**Dataset content:**
"""
//! Keyframe animations extracted from imported models

use std::path::Path;

use serde::{Deserialize, Serialize};

use super::{impl_resource_kind, LoadState, Resource, ResourceError, ResourceHeader};
use crate::foundation::math::{Quat, Vec3};

/// Ticks per second assumed when the source file does not say
pub const DEFAULT_TICKS_PER_SECOND: f32 = 25.0;

/// Vector keyframe
#[derive(Debug, Clone, Copy, PartialEq, Serialize, Deserialize)]
pub struct VectorKey {
    /// Time in ticks
    pub time: f32,
    /// Value
    pub value: Vec3,
}

/// Rotation keyframe
#[derive(Debug, Clone, Copy, PartialEq, Serialize, Deserialize)]
pub struct QuatKey {
    /// Time in ticks
    pub time: f32,
    /// Value
    pub value: Quat,
}

/// Keys affecting one node
#[derive(Debug, Clone, Default, PartialEq, Serialize, Deserialize)]
pub struct AnimationChannel {
    /// Name of the animated node
    pub node_name: String,
    /// Translation keys
    pub position_keys: Vec<VectorKey>,
    /// Rotation keys
    pub rotation_keys: Vec<QuatKey>,
    /// Scale keys
    pub scale_keys: Vec<VectorKey>,
}

#[derive(Serialize, Deserialize)]
struct AnimationFile {
    name: String,
    duration: f32,
    ticks_per_second: f32,
    channels: Vec<AnimationChannel>,
}

/// Named set of channels
pub struct Animation {
    header: ResourceHeader,
    /// Length in ticks
    pub duration: f32,
    /// Playback rate
    pub ticks_per_second: f32,
    /// Per-node keys
    pub channels: Vec<AnimationChannel>,
}

impl Animation {
    /// Create an empty animation
    pub const fn new(header: ResourceHeader) -> Self {
        Self {
            header,
            duration: 0.0,
            ticks_per_second: DEFAULT_TICKS_PER_SECOND,
            channels: Vec::new(),
        }
    }

    /// Set the playback rate; zero falls back to the default
    pub fn set_ticks_per_second(&mut self, ticks: f32) {
        self.ticks_per_second = if ticks > 0.0 { ticks } else { DEFAULT_TICKS_PER_SECOND };
    }

    /// Length in seconds
    pub fn duration_seconds(&self) -> f32 {
        self.duration / self.ticks_per_second
    }

    /// Load from a RON animation file
    pub fn load_from_file(&mut self, path: &Path) -> Result<(), ResourceError> {
        self.header.load_state = LoadState::Started;
        let result = std::fs::read_to_string(path)
            .map_err(ResourceError::from)
            .and_then(|text| ron::from_str::<AnimationFile>(&text).map_err(|e| ResourceError::Parse(e.to_string())));

        match result {
            Ok(file) => {
                self.header.name = file.name;
                self.header.file_path = Some(path.to_path_buf());
                self.duration = file.duration;
                self.set_ticks_per_second(file.ticks_per_second);
                self.channels = file.channels;
                self.header.load_state = LoadState::Completed;
                Ok(())
            }
            Err(e) => {
                log::error!("Failed to load animation {}: {e}", path.display());
                self.header.load_state = LoadState::Failed;
                Err(e)
            }
        }
    }
}

impl Resource for Animation {
    impl_resource_kind!(Animation);

    fn header(&self) -> &ResourceHeader {
        &self.header
    }

    fn header_mut(&mut self) -> &mut ResourceHeader {
        &mut self.header
    }

    fn memory_usage(&self) -> usize {
        self.channels
            .iter()
            .map(|c| {
                c.position_keys.len() * std::mem::size_of::<VectorKey>()
                    + c.rotation_keys.len() * std::mem::size_of::<QuatKey>()
                    + c.scale_keys.len() * std::mem::size_of::<VectorKey>()
            })
            .sum()
    }

    fn save_to_file(&self, path: &Path) -> Result<(), ResourceError> {
        let file = AnimationFile {
            name: self.header.name.clone(),
            duration: self.duration,
            ticks_per_second: self.ticks_per_second,
            channels: self.channels.clone(),
        };
        let text = ron::ser::to_string_pretty(&file, ron::ser::PrettyConfig::default())
            .map_err(|e| ResourceError::Parse(e.to_string()))?;
        std::fs::write(path, text)?;
        Ok(())
    }
}

#[cfg(test)]
mod tests {
    use super::*;
    use approx::assert_relative_eq;

    #[test]
    fn test_zero_ticks_fall_back_to_default() {
        let mut animation = Animation::new(ResourceHeader::new(1));
        animation.set_ticks_per_second(0.0);
        assert_relative_eq!(animation.ticks_per_second, 25.0);

        animation.duration = 50.0;
        assert_relative_eq!(animation.duration_seconds(), 2.0);
    }

    #[test]
    fn test_file_round_trip() {
        let dir = tempfile::tempdir().unwrap();
        let path = dir.path().join("walk.animation");

        let mut animation = Animation::new(ResourceHeader::new(1).with_name("walk"));
        animation.duration = 10.0;
        animation.channels.push(AnimationChannel {
            node_name: "hip".to_string(),
            position_keys: vec![VectorKey { time: 0.0, value: Vec3::new(0.0, 1.0, 0.0) }],
            rotation_keys: vec![QuatKey { time: 0.0, value: Quat::identity() }],
            scale_keys: Vec::new(),
        });
        animation.save_to_file(&path).unwrap();

        let mut loaded = Animation::new(ResourceHeader::new(2));
        loaded.load_from_file(&path).unwrap();
        assert_eq!(loaded.name(), "walk");
        assert_eq!(loaded.channels, animation.channels);
        assert!(loaded.memory_usage() > 0);
    }
}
"""
**Instructions for the task:**
Out of the preceding entries, pull each line that contains the word "const".

**Output:**
pub const DEFAULT_TICKS_PER_SECOND: f32 = 25.0;
    pub const fn new(header: ResourceHeader) -> Self {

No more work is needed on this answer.